### Information shown
use super::*;
use crate::corlib::core_store;
use crate::db::{MethodDecl, TypeDecl, TypeStore};

fn well_known(store: &TypeStore, tag: WellKnownType, args: &[TypeId]) -> TypeId {
    store.well_known_type(tag, args).expect("well-known type installed")
}

#[test]
fn test_numeric_widening_is_implicit_narrowing_is_explicit() {
    let store = core_store();
    let c = ConversionClassifier::new(&store);
    assert_eq!(c.classify(TypeId::INT, TypeId::LONG), Conversion::Numeric);
    assert_eq!(c.classify(TypeId::CHAR, TypeId::INT), Conversion::Numeric);
    assert_eq!(c.classify(TypeId::LONG, TypeId::INT), Conversion::ExplicitOnly);
    assert_eq!(c.classify(TypeId::DOUBLE, TypeId::FLOAT), Conversion::ExplicitOnly);
    assert_eq!(c.classify(TypeId::BOOL, TypeId::INT), Conversion::NoConversion);
}

#[test]
fn test_constants_narrow_when_in_range() {
    let store = core_store();
    let c = ConversionClassifier::new(&store);
    assert_eq!(
        c.classify_constant(&ConstantValue::Int(5), TypeId::BYTE),
        Conversion::ImplicitConstant
    );
    assert_eq!(
        c.classify_constant(&ConstantValue::Int(300), TypeId::BYTE),
        Conversion::ExplicitOnly
    );
    assert_eq!(
        c.classify_constant(&ConstantValue::Int(-1), TypeId::ULONG),
        Conversion::ExplicitOnly
    );
    assert_eq!(
        c.classify_constant(&ConstantValue::Int(7), store.nullable(TypeId::SHORT)),
        Conversion::ImplicitNullable
    );
    assert_eq!(
        c.classify_constant(&ConstantValue::Int(7), TypeId::LONG),
        Conversion::Numeric,
        "widening wins over constant narrowing"
    );
}

#[test]
fn test_zero_converts_to_enums() {
    let store = core_store();
    let color = store.declare(TypeDecl::new(crate::def::DefKind::Enum, "App", "Color"));
    let color = store.named(color, &[]);
    let c = ConversionClassifier::new(&store);
    assert_eq!(c.classify_constant(&ConstantValue::Int(0), color), Conversion::ImplicitConstant);
    assert_eq!(c.classify_constant(&ConstantValue::Int(1), color), Conversion::ExplicitOnly);
}

#[test]
fn test_null_literal_targets() {
    let store = core_store();
    let c = ConversionClassifier::new(&store);
    assert_eq!(c.classify_null(TypeId::STRING), Conversion::NullLiteral);
    assert_eq!(c.classify_null(store.nullable(TypeId::INT)), Conversion::NullLiteral);
    assert_eq!(c.classify_null(TypeId::INT), Conversion::NoConversion);
    assert_eq!(c.classify_constant(&ConstantValue::Null, TypeId::OBJECT), Conversion::NullLiteral);
    assert_eq!(c.classify(TypeId::NULL, TypeId::STRING), Conversion::NullLiteral);
}

#[test]
fn test_boxing_and_reference_conversions() {
    let store = core_store();
    let c = ConversionClassifier::new(&store);
    let list_int = well_known(&store, WellKnownType::ListT, &[TypeId::INT]);
    let enum_int = well_known(&store, WellKnownType::IEnumerableT, &[TypeId::INT]);
    assert_eq!(c.classify(TypeId::INT, TypeId::OBJECT), Conversion::Boxing);
    assert_eq!(c.classify(list_int, enum_int), Conversion::ImplicitReference);
    assert_eq!(c.classify(list_int, TypeId::OBJECT), Conversion::ImplicitReference);
    assert_eq!(c.classify(TypeId::OBJECT, list_int), Conversion::ExplicitOnly);

    let s = store.declare(TypeDecl::structure("App", "Bag"));
    store.add_interface(s, enum_int);
    assert_eq!(c.classify(store.named(s, &[]), enum_int), Conversion::Boxing);
}

#[test]
fn test_covariance_only_for_reference_arguments() {
    let store = core_store();
    let c = ConversionClassifier::new(&store);
    let list_string = well_known(&store, WellKnownType::ListT, &[TypeId::STRING]);
    let list_int = well_known(&store, WellKnownType::ListT, &[TypeId::INT]);
    let enum_object = well_known(&store, WellKnownType::IEnumerableT, &[TypeId::OBJECT]);
    let ilist_object = well_known(&store, WellKnownType::IListT, &[TypeId::OBJECT]);
    assert_eq!(c.classify(list_string, enum_object), Conversion::ImplicitReference);
    assert_eq!(c.classify(list_int, enum_object), Conversion::ExplicitOnly);
    assert_eq!(
        c.classify(list_string, ilist_object),
        Conversion::ExplicitOnly,
        "IList<T> is invariant"
    );
}

#[test]
fn test_array_covariance() {
    let store = core_store();
    let c = ConversionClassifier::new(&store);
    let strings = store.array(TypeId::STRING, 1);
    let objects = store.array(TypeId::OBJECT, 1);
    assert_eq!(c.classify(strings, objects), Conversion::ImplicitReference);
    assert_eq!(c.classify(store.array(TypeId::INT, 1), objects), Conversion::NoConversion);
    assert_eq!(c.classify(store.array(TypeId::STRING, 2), objects), Conversion::NoConversion);
    let enum_int = well_known(&store, WellKnownType::IEnumerableT, &[TypeId::INT]);
    assert_eq!(
        c.classify(store.array(TypeId::INT, 1), enum_int),
        Conversion::ImplicitReference
    );
}

#[test]
fn test_dynamic_and_object_are_interchangeable() {
    let store = core_store();
    let c = ConversionClassifier::new(&store);
    assert_eq!(c.classify(TypeId::OBJECT, TypeId::DYNAMIC), Conversion::Identity);
    assert_eq!(c.classify(TypeId::DYNAMIC, TypeId::OBJECT), Conversion::Identity);
    assert_eq!(c.classify(TypeId::DYNAMIC, TypeId::INT), Conversion::ImplicitDynamic);
    assert_eq!(c.classify(TypeId::INT, TypeId::DYNAMIC), Conversion::Boxing);
}

#[test]
fn test_nullable_annotation_is_ignored() {
    let store = core_store();
    let c = ConversionClassifier::new(&store);
    assert_eq!(
        c.classify(store.nullable_ref(TypeId::STRING), TypeId::STRING),
        Conversion::Identity
    );
    assert_eq!(
        c.classify(TypeId::INT, store.nullable(TypeId::LONG)),
        Conversion::ImplicitNullable
    );
    assert_eq!(
        c.classify(store.nullable(TypeId::INT), TypeId::INT),
        Conversion::ExplicitOnly
    );
}

#[test]
fn test_ref_structs_never_box() {
    let store = core_store();
    let c = ConversionClassifier::new(&store);
    let span = well_known(&store, WellKnownType::SpanT, &[TypeId::INT]);
    assert_eq!(c.classify(span, TypeId::OBJECT), Conversion::NoConversion);
}

#[test]
fn test_lock_to_other_reference_type_is_flagged() {
    let store = core_store();
    let c = ConversionClassifier::new(&store);
    let lock = well_known(&store, WellKnownType::Lock, &[]);
    assert_eq!(c.classify(lock, TypeId::OBJECT), Conversion::LockScopeToReference);
    assert_eq!(c.classify(lock, lock), Conversion::Identity);
    assert!(Conversion::LockScopeToReference.is_implicit());
    assert!(!Conversion::LockScopeToReference.is_standard_implicit());
}

#[test]
fn test_custom_scope_check_replaces_lock_identity() {
    let store = core_store();
    let gate = store.declare(TypeDecl::class("App", "Gate"));
    let gate_ty = store.named(gate, &[]);
    let check = move |ty: TypeId| ty == gate_ty;
    let c = ConversionClassifier::new(&store).with_scope_check(&check);
    assert!(c.is_scope_capable(gate_ty));
    assert_eq!(c.classify(gate_ty, TypeId::OBJECT), Conversion::LockScopeToReference);
    let lock = well_known(&store, WellKnownType::Lock, &[]);
    assert_eq!(c.classify(lock, TypeId::OBJECT), Conversion::ImplicitReference);
}

#[test]
fn test_type_parameter_conversions() {
    let store = core_store();
    let c = ConversionClassifier::new(&store);
    let (_, t) = store.method_type_param("T", 0);
    assert_eq!(c.classify(t, TypeId::OBJECT), Conversion::Boxing);
    assert_eq!(c.classify(TypeId::OBJECT, t), Conversion::ExplicitOnly);
}

#[test]
fn test_better_conversion_target() {
    let store = core_store();
    let c = ConversionClassifier::new(&store);
    assert_eq!(better_conversion_target(&c, TypeId::INT, TypeId::LONG), BetterTarget::First);
    assert_eq!(better_conversion_target(&c, TypeId::DOUBLE, TypeId::FLOAT), BetterTarget::Second);
    assert_eq!(better_conversion_target(&c, TypeId::INT, TypeId::UINT), BetterTarget::First);
    assert_eq!(better_conversion_target(&c, TypeId::STRING, TypeId::INT), BetterTarget::Neither);
}

#[test]
fn test_user_defined_only_when_no_standard_conversion() {
    let store = core_store();
    let meters = store.declare(TypeDecl::structure("App", "Meters"));
    let meters_ty = store.named(meters, &[]);
    let op = store.add_method(meters, MethodDecl::conversion(true, TypeId::INT, meters_ty));
    let c = ConversionClassifier::new(&store);
    assert_eq!(c.classify(TypeId::INT, meters_ty), Conversion::UserDefined(op));
    assert_eq!(c.standard(TypeId::INT, meters_ty), Conversion::NoConversion);
    assert!(!Conversion::UserDefined(op).is_standard_implicit());
}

### Directions
Restate word for word the lines of the data above, starting at the line containing "assert!(Conversion::LockScopeToReference.is_implicit());" and ending at the line containing "TypeId::DOUBLE, TypeId::FLOAT), BetterTarget::Second);", both included, and nothing more.

### Task answer
    assert!(Conversion::LockScopeToReference.is_implicit());
    assert!(!Conversion::LockScopeToReference.is_standard_implicit());
}

#[test]
fn test_custom_scope_check_replaces_lock_identity() {
    let store = core_store();
    let gate = store.declare(TypeDecl::class("App", "Gate"));
    let gate_ty = store.named(gate, &[]);
    let check = move |ty: TypeId| ty == gate_ty;
    let c = ConversionClassifier::new(&store).with_scope_check(&check);
    assert!(c.is_scope_capable(gate_ty));
    assert_eq!(c.classify(gate_ty, TypeId::OBJECT), Conversion::LockScopeToReference);
    let lock = well_known(&store, WellKnownType::Lock, &[]);
    assert_eq!(c.classify(lock, TypeId::OBJECT), Conversion::ImplicitReference);
}

#[test]
fn test_type_parameter_conversions() {
    let store = core_store();
    let c = ConversionClassifier::new(&store);
    let (_, t) = store.method_type_param("T", 0);
    assert_eq!(c.classify(t, TypeId::OBJECT), Conversion::Boxing);
    assert_eq!(c.classify(TypeId::OBJECT, t), Conversion::ExplicitOnly);
}

#[test]
fn test_better_conversion_target() {
    let store = core_store();
    let c = ConversionClassifier::new(&store);
    assert_eq!(better_conversion_target(&c, TypeId::INT, TypeId::LONG), BetterTarget::First);
    assert_eq!(better_conversion_target(&c, TypeId::DOUBLE, TypeId::FLOAT), BetterTarget::Second);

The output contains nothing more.